Transcribe the data underneath exactly, keeping every word in place.
BEGIN
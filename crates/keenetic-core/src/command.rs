// ── Command API ──
//
// All write operations flow through a unified `Command` enum. The
// controller's command processor routes each variant to the router client
// and then refreshes whatever the write invalidated.

use std::path::PathBuf;

use keenetic_api::BackupKind;
use serde_json::Value;

use crate::error::CoreError;
use crate::model::PolicyChoice;

/// A command envelope sent through the command channel.
/// Contains the command and a oneshot response channel.
pub(crate) struct CommandEnvelope {
    pub command: Command,
    pub response_tx: tokio::sync::oneshot::Sender<Result<CommandResult, CoreError>>,
}

/// All write operations against a router.
#[derive(Debug, Clone)]
pub enum Command {
    // ── Interfaces ───────────────────────────────────────────────────
    SetInterface { id: String, up: bool },

    // ── Firewall / NAT ───────────────────────────────────────────────
    SetPortForwarding { index: String, enabled: bool },

    // ── System ───────────────────────────────────────────────────────
    SetUsbPower { port: u32, on: bool },
    SetWebConfiguratorAccess { public: bool },
    Reboot,
    UpdateFirmware,
    /// Empty `kinds` means the configured default.
    Backup { kinds: Vec<BackupKind>, folder: PathBuf },

    // ── Hosts ────────────────────────────────────────────────────────
    SetHostPolicy { mac: String, policy: PolicyChoice },

    // ── Escape hatch ─────────────────────────────────────────────────
    RawRequest {
        method: reqwest::Method,
        endpoint: String,
        body: Option<Value>,
    },
}

/// What a command leaves stale.
#[derive(Debug, Clone, Copy, PartialEq, Eq)]
pub(crate) enum Invalidates {
    Nothing,
    Snapshot,
    Firmware,
}

impl Command {
    pub(crate) fn invalidates(&self) -> Invalidates {
        match self {
            Self::SetInterface { .. }
            | Self::SetPortForwarding { .. }
            | Self::SetUsbPower { .. }
            | Self::SetWebConfiguratorAccess { .. }
            | Self::SetHostPolicy { .. } => Invalidates::Snapshot,
            Self::RawRequest { method, .. } if method != reqwest::Method::GET => {
                Invalidates::Snapshot
            }
            Self::UpdateFirmware => Invalidates::Firmware,
            Self::Reboot | Self::Backup { .. } | Self::RawRequest { .. } => Invalidates::Nothing,
        }
    }
}

/// Result of a command.
#[derive(Debug, Clone, PartialEq)]
pub enum CommandResult {
    Ok,
    /// Files written by a backup.
    Files(Vec<PathBuf>),
    /// Router answer to a raw request.
    Response(Value),
}

#[cfg(test)]
mod tests {
    use super::*;

    #[test]
    fn writes_invalidate_the_snapshot() {
        let cmd = Command::SetUsbPower { port: 1, on: false };
        assert_eq!(cmd.invalidates(), Invalidates::Snapshot);
    }

    #[test]
    fn raw_get_invalidates_nothing() {
        let cmd = Command::RawRequest {
            method: reqwest::Method::GET,
            endpoint: "/rci/show/version".into(),
            body: None,
        };
        assert_eq!(cmd.invalidates(), Invalidates::Nothing);

        let cmd = Command::RawRequest {
            method: reqwest::Method::POST,
            endpoint: "/rci/".into(),
            body: Some(Value::Array(Vec::new())),
        };
        assert_eq!(cmd.invalidates(), Invalidates::Snapshot);
    }

    #[test]
    fn firmware_update_refreshes_firmware_only() {
        assert_eq!(Command::UpdateFirmware.invalidates(), Invalidates::Firmware);
        assert_eq!(Command::Reboot.invalidates(), Invalidates::Nothing);
    }
}
//! Firmware status, update and release notes.

use serde_json::Value;

use keenetic_core::{Command as CoreCommand, Controller, FirmwareStatus};

use crate::cli::{FirmwareArgs, FirmwareCommand, GlobalOpts, OutputFormat};
use crate::error::CliError;
use crate::output;

use super::util;

fn detail(f: &FirmwareStatus) -> String {
    output::detail_lines(&[
        ("Installed", util::or_dash(f.installed.as_deref())),
        ("Available", util::or_dash(f.available.as_deref())),
        ("Channel", util::or_dash(f.sandbox.as_deref())),
        ("Title", util::or_dash(f.title.as_deref())),
        ("Update", util::yes_no(f.update_available)),
    ])
}

/// Release notes arrive either as plain text or as an object with a
/// text-ish member; anything else is shown as JSON.
fn notes_text(notes: &Value) -> Option<String> {
    match notes {
        Value::String(text) => Some(text.clone()),
        Value::Object(map) => ["content", "text", "notes", "body"]
            .iter()
            .find_map(|key| map.get(*key).and_then(Value::as_str))
            .map(str::to_owned),
        _ => None,
    }
}

pub async fn handle(
    controller: &Controller,
    args: FirmwareArgs,
    global: &GlobalOpts,
) -> Result<(), CliError> {
    match args.command {
        FirmwareCommand::Show => {
            let status = match controller.firmware() {
                Some(status) => status,
                None => controller.firmware_refresh().await?,
            };
            let out = output::render_single(&global.output, status.as_ref(), detail, |f| {
                util::or_dash(f.installed.as_deref())
            })?;
            output::print_output(&out, global.quiet);
            Ok(())
        }

        FirmwareCommand::Update => {
            let status = controller.firmware_refresh().await?;
            if !status.update_available {
                if !global.quiet {
                    eprintln!(
                        "Firmware {} is up to date",
                        util::or_dash(status.installed.as_deref())
                    );
                }
                return Ok(());
            }
            let target = util::or_dash(status.available.as_deref());
            if !util::confirm(
                &format!("Install firmware {target}? The router will reboot."),
                "firmware update",
                global.yes,
            )? {
                return Ok(());
            }
            controller.execute(CoreCommand::UpdateFirmware).await?;
            if !global.quiet {
                eprintln!("Firmware update to {target} started");
            }
            Ok(())
        }

        FirmwareCommand::Notes => {
            let notes = controller.release_notes().await?;
            let out = match (&global.output, notes_text(&notes)) {
                (OutputFormat::Table | OutputFormat::Plain, Some(text)) => text,
                _ => output::render_single(
                    &global.output,
                    &notes,
                    |v| serde_json::to_string_pretty(v).unwrap_or_default(),
                    ToString::to_string,
                )?,
            };
            output::print_output(&out, global.quiet);
            Ok(())
        }
    }
}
END
• **RESPONSE TO THE EXERCISE**:
filename crates/keenetic-core/src/command.rs
// ── Command API ──
//
// All write operations flow through a unified `Command` enum. The
// controller's command processor routes each variant to the router client
// and then refreshes whatever the write invalidated.

use std::path::PathBuf;

use keenetic_api::BackupKind;
use serde_json::Value;

use crate::error::CoreError;
use crate::model::PolicyChoice;

/// A command envelope sent through the command channel.
/// Contains the command and a oneshot response channel.
pub(crate) struct CommandEnvelope {
    pub command: Command,
    pub response_tx: tokio::sync::oneshot::Sender<Result<CommandResult, CoreError>>,
}

/// All write operations against a router.
#[derive(Debug, Clone)]
pub enum Command {
    // ── Interfaces ───────────────────────────────────────────────────
    SetInterface { id: String, up: bool },

    // ── Firewall / NAT ───────────────────────────────────────────────
    SetPortForwarding { index: String, enabled: bool },

    // ── System ───────────────────────────────────────────────────────
    SetUsbPower { port: u32, on: bool },
    SetWebConfiguratorAccess { public: bool },
    Reboot,
    UpdateFirmware,
    /// Empty `kinds` means the configured default.
    Backup { kinds: Vec<BackupKind>, folder: PathBuf },

    // ── Hosts ────────────────────────────────────────────────────────
    SetHostPolicy { mac: String, policy: PolicyChoice },

    // ── Escape hatch ─────────────────────────────────────────────────
    RawRequest {
        method: reqwest::Method,
        endpoint: String,
        body: Option<Value>,
    },
}

/// What a command leaves stale.
#[derive(Debug, Clone, Copy, PartialEq, Eq)]
pub(crate) enum Invalidates {
    Nothing,
    Snapshot,
    Firmware,
}

impl Command {
    pub(crate) fn invalidates(&self) -> Invalidates {
        match self {
            Self::SetInterface { .. }
            | Self::SetPortForwarding { .. }
            | Self::SetUsbPower { .. }
            | Self::SetWebConfiguratorAccess { .. }
            | Self::SetHostPolicy { .. } => Invalidates::Snapshot,
            Self::RawRequest { method, .. } if method != reqwest::Method::GET => {
                Invalidates::Snapshot
            }
            Self::UpdateFirmware => Invalidates::Firmware,
            Self::Reboot | Self::Backup { .. } | Self::RawRequest { .. } => Invalidates::Nothing,
        }
    }
}

/// Result of a command.
#[derive(Debug, Clone, PartialEq)]
pub enum CommandResult {
    Ok,
    /// Files written by a backup.
    Files(Vec<PathBuf>),
    /// Router answer to a raw request.
    Response(Value),
}

#[cfg(test)]
mod tests {
    use super::*;

    #[test]
    fn writes_invalidate_the_snapshot() {
        let cmd = Command::SetUsbPower { port: 1, on: false };
        assert_eq!(cmd.invalidates(), Invalidates::Snapshot);
    }

    #[test]
    fn raw_get_invalidates_nothing() {
        let cmd = Command::RawRequest {
            method: reqwest::Method::GET,
            endpoint: "/rci/show/version".into(),
            body: None,
        };
        assert_eq!(cmd.invalidates(), Invalidates::Nothing);

        let cmd = Command::RawRequest {
            method: reqwest::Method::POST,
            endpoint: "/rci/".into(),
            body: Some(Value::Array(Vec::new())),
        };
        assert_eq!(cmd.invalidates(), Invalidates::Snapshot);
    }

    #[test]
    fn firmware_update_refreshes_firmware_only() {
        assert_eq!(Command::UpdateFirmware.invalidates(), Invalidates::Firmware);
        assert_eq!(Command::Reboot.invalidates(), Invalidates::Nothing);
    }
}
//! Firmware status, update and release notes.

use serde_json::Value;

use keenetic_core::{Command as CoreCommand, Controller, FirmwareStatus};

use crate::cli::{FirmwareArgs, FirmwareCommand, GlobalOpts, OutputFormat};
use crate::error::CliError;
use crate::output;

use super::util;

fn detail(f: &FirmwareStatus) -> String {
    output::detail_lines(&[
        ("Installed", util::or_dash(f.installed.as_deref())),
        ("Available", util::or_dash(f.available.as_deref())),
        ("Channel", util::or_dash(f.sandbox.as_deref())),
        ("Title", util::or_dash(f.title.as_deref())),
        ("Update", util::yes_no(f.update_available)),
    ])
}

/// Release notes arrive either as plain text or as an object with a
/// text-ish member; anything else is shown as JSON.
fn notes_text(notes: &Value) -> Option<String> {
    match notes {
        Value::String(text) => Some(text.clone()),
        Value::Object(map) => ["content", "text", "notes", "body"]
            .iter()
            .find_map(|key| map.get(*key).and_then(Value::as_str))
            .map(str::to_owned),
        _ => None,
    }
}

pub async fn handle(
    controller: &Controller,
    args: FirmwareArgs,
    global: &GlobalOpts,
) -> Result<(), CliError> {
    match args.command {
        FirmwareCommand::Show => {
            let status = match controller.firmware() {
                Some(status) => status,
                None => controller.firmware_refresh().await?,
            };
            let out = output::render_single(&global.output, status.as_ref(), detail, |f| {
                util::or_dash(f.installed.as_deref())
            })?;
            output::print_output(&out, global.quiet);
            Ok(())
        }

        FirmwareCommand::Update => {
            let status = controller.firmware_refresh().await?;
            if !status.update_available {
                if !global.quiet {
                    eprintln!(
                        "Firmware {} is up to date",
                        util::or_dash(status.installed.as_deref())
                    );
                }
                return Ok(());
            }
            let target = util::or_dash(status.available.as_deref());
            if !util::confirm(
                &format!("Install firmware {target}? The router will reboot."),
                "firmware update",
                global.yes,
            )? {
                return Ok(());
            }
            controller.execute(CoreCommand::UpdateFirmware).await?;
            if !global.quiet {
                eprintln!("Firmware update to {target} started");
            }
            Ok(())
        }

        FirmwareCommand::Notes => {
            let notes = controller.release_notes().await?;
            let out = match (&global.output, notes_text(&notes)) {
                (OutputFormat::Table | OutputFormat::Plain, Some(text)) => text,
                _ => output::render_single(
                    &global.output,
                    &notes,
                    |v| serde_json::to_string_pretty(v).unwrap_or_default(),
                    ToString::to_string,
                )?,
            };
            output::print_output(&out, global.quiet);
            Ok(())
        }
    }
}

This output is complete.